Rich, naked, and wild
The only really disappointing part of the new TV series The Riches is that Eddie Izzard and Minnie Driver’s characters impersonate a wealthy couple whose last name is Rich. The Riches premiered one week after ABC introduced The Wedding Bells, about three sisters who work as wedding planners and whose last name is… Bell. At least one TV critic wrongly described the show’s title as a pun. No. It is not a pun, and certainly not clever, to give a protagonist a last name that comes straight from the title you’ve already decided on. The title Sex and the City would not be a pun if Kim Cattrall were the star and her character were renamed Samantha Sex. (The show might have been better, but the title wouldn’t have been).
Crossing Jordan, about a medical examiner named Jordan Cavanaugh, is not a pun. Grey’s Anatomy, about a medical intern named Meredith Grey, is not a pun. If you know that Grey’s Anatomy is a medical reference book, you can guess that the show is about a doctor even if no one is named Grey, and if you never heard of the book, the title makes no sense. Grey’s Naked Anatomy would be a cheap bit of wordplay, if not an actual pun, but it would probably make people think of an orgy with the casts of Matlock and Murder, She Wrote. I would watch O’Malley’s Naked Anatomy, if T.R. Knight became the star of the show.
The Wild Wild West was not a pun just because its lead character was named James West. But I give Aaron Sorkin for not giving us a President Jed West in The West Wing.
Misspelling a word does not make for a pun either. The Munsters qualifies as a witty name only if it’s about grotesque cheesemakers.
House is a pun, but a lame one. Hugh Laurie’s brilliantly deducing doctor is named as a homage to Sherlock Holmes, but the name Gregory House always makes me think of Egbert Souse (with an accent on the "e"), a screenwriting pseudonym used by W.C. Fields.
The worst name in television history is Robert Ironside, the wheelchair-bound detective played by Raymond Burr in Ironside. I hated that show because it came on after The Flip Wilson Show when I was a kid. After watching Wilson’s variety hour, with its inoffensive humor and transvestism, I’d have to run over and turn the channel before I was traumatized by Ironside’s opening credits, with its air-raid siren score and a cartoon of the title character being gunned down into paralysis. Anyway, not only is Ironside a tasteless pun for someone in a wheelchair, the character had the name before he became handicapped. I had nightmares of baby Raymond Burr coming out of the womb in a tiny wheelchair – just like his father, his grandfather, and several generations of Ironsides.

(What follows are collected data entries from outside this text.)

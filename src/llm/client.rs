//! Generative text service client
//!
//! Every rubric evaluation goes through a [`TextGenerator`]. The production
//! implementation talks to an OpenAI-compatible chat completions endpoint;
//! tests substitute their own.

use crate::error::{FitError, GenerationError, Result};
use async_trait::async_trait;
use log::debug;
use reqwest::Client;
use serde::{Deserialize, Serialize};
use std::fmt;
use std::time::Duration;

/// Credential for the generative service. `Debug` never shows the value.
#[derive(Clone, PartialEq, Eq)]
pub struct ApiKey(String);

impl ApiKey {
    pub fn new(key: impl Into<String>) -> Self {
        Self(key.into())
    }

    pub fn expose(&self) -> &str {
        &self.0
    }
}

impl fmt::Debug for ApiKey {
    fn fmt(&self, f: &mut fmt::Formatter<'_>) -> fmt::Result {
        f.write_str("ApiKey(***)")
    }
}

/// One synchronous completion per call, no retries.
#[async_trait]
pub trait TextGenerator: Send + Sync {
    async fn complete(
        &self,
        credential: &ApiKey,
        prompt: &str,
        model: &str,
    ) -> std::result::Result<String, GenerationError>;
}

#[derive(Debug, Serialize)]
struct ChatRequest<'a> {
    model: &'a str,
    messages: Vec<ChatMessage<'a>>,
}

#[derive(Debug, Serialize)]
struct ChatMessage<'a> {
    role: &'a str,
    content: &'a str,
}

#[derive(Debug, Deserialize)]
struct ChatResponse {
    choices: Vec<ChatChoice>,
    usage: Option<ChatUsage>,
}

#[derive(Debug, Deserialize)]
struct ChatChoice {
    message: ChatChoiceMessage,
}

#[derive(Debug, Deserialize)]
struct ChatChoiceMessage {
    content: Option<String>,
}

#[derive(Debug, Deserialize)]
struct ChatUsage {
    prompt_tokens: u32,
    completion_tokens: u32,
}

#[derive(Debug, Deserialize)]
struct ApiErrorEnvelope {
    error: ApiErrorBody,
}

#[derive(Debug, Deserialize)]
struct ApiErrorBody {
    message: String,
}

impl ChatResponse {
    fn into_text(self) -> std::result::Result<String, GenerationError> {
        self.choices
            .into_iter()
            .next()
            .and_then(|choice| choice.message.content)
            .filter(|text| !text.trim().is_empty())
            .ok_or(GenerationError::EmptyContent)
    }
}

/// Provider error message when the body is the usual `{"error": {...}}`
/// envelope, the raw body otherwise
fn api_error_message(body: String) -> String {
    serde_json::from_str::<ApiErrorEnvelope>(&body)
        .map(|envelope| envelope.error.message)
        .unwrap_or(body)
}

/// OpenAI-compatible chat completions client
#[derive(Clone)]
pub struct OpenAiClient {
    client: Client,
    endpoint: String,
}

impl OpenAiClient {
    pub fn new(api_base: &str, timeout: Duration) -> Result<Self> {
        let client = Client::builder()
            .timeout(timeout)
            .build()
            .map_err(|e| FitError::Configuration(format!("Failed to build HTTP client: {}", e)))?;

        Ok(Self {
            client,
            endpoint: format!("{}/chat/completions", api_base.trim_end_matches('/')),
        })
    }

    pub fn endpoint(&self) -> &str {
        &self.endpoint
    }
}

#[async_trait]
impl TextGenerator for OpenAiClient {
    async fn complete(
        &self,
        credential: &ApiKey,
        prompt: &str,
        model: &str,
    ) -> std::result::Result<String, GenerationError> {
        let request_body = ChatRequest {
            model,
            messages: vec![ChatMessage {
                role: "user",
                content: prompt,
            }],
        };

        let response = self
            .client
            .post(&self.endpoint)
            .bearer_auth(credential.expose())
            .json(&request_body)
            .send()
            .await?;

        let status = response.status();
        if !status.is_success() {
            let body = response.text().await.unwrap_or_default();
            return Err(GenerationError::Api {
                status: status.as_u16(),
                message: api_error_message(body),
            });
        }

        let chat_response: ChatResponse = response.json().await?;
        if let Some(usage) = &chat_response.usage {
            debug!(
                "Completion succeeded: prompt_tokens={}, completion_tokens={}",
                usage.prompt_tokens, usage.completion_tokens
            );
        }

        chat_response.into_text()
    }
}

#[cfg(test)]
mod tests {
    use super::*;

    #[test]
    fn test_api_key_debug_is_redacted() {
        let key = ApiKey::new("sk-very-secret");
        assert_eq!(format!("{:?}", key), "ApiKey(***)");
        assert_eq!(key.expose(), "sk-very-secret");
    }

    #[test]
    fn test_endpoint_joins_base() {
        let client = OpenAiClient::new("https://api.openai.com/v1/", Duration::from_secs(5)).unwrap();
        assert_eq!(client.endpoint(), "https://api.openai.com/v1/chat/completions");
    }

    #[test]
    fn test_response_text_from_first_choice() {
        let body = r#"{
            "choices": [{"message": {"role": "assistant", "content": "Skill A: 5/5 ✅"}}],
            "usage": {"prompt_tokens": 10, "completion_tokens": 5, "total_tokens": 15}
        }"#;
        let response: ChatResponse = serde_json::from_str(body).unwrap();
        assert_eq!(response.into_text().unwrap(), "Skill A: 5/5 ✅");
    }

    #[test]
    fn test_missing_content_is_empty_content() {
        let body = r#"{"choices": [{"message": {"role": "assistant", "content": null}}]}"#;
        let response: ChatResponse = serde_json::from_str(body).unwrap();
        assert!(matches!(response.into_text(), Err(GenerationError::EmptyContent)));

        let body = r#"{"choices": []}"#;
        let response: ChatResponse = serde_json::from_str(body).unwrap();
        assert!(matches!(response.into_text(), Err(GenerationError::EmptyContent)));
    }

    #[test]
    fn test_api_error_message_extraction() {
        let body = r#"{"error": {"message": "Incorrect API key provided", "type": "invalid_request_error"}}"#;
        assert_eq!(api_error_message(body.to_string()), "Incorrect API key provided");
        assert_eq!(api_error_message("Bad Gateway".to_string()), "Bad Gateway");
    }
}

Television has given us some clever names. The Sopranos works because it has a triple meaning: It tells us that the characters are of Italian descent, that there will be melodramatic moments reminiscent of opera, and that emasculation is a major theme of the series (think of Tony’s mother). The Guidos or The Castratas wouldn’t have worked quite as well.
All in the Family’s Archie Bunker had a good name, hinting at “arch conservative” and “bunker mentality.” Columbo was clever, as the title character was constantly discovering things – clues, not continents. The Rockford Files also hit the right note: Jim Rockford sounded tough, but he wasn’t named after a gun, like Baretta. Echoing the Midwestern city of Rockford, Illinois, also gave the character an everyman quality.
But the best TV character name of all time? That would be Arrested Development attorney Bob Loblaw, author of Bob Loblaw’s Law Blog.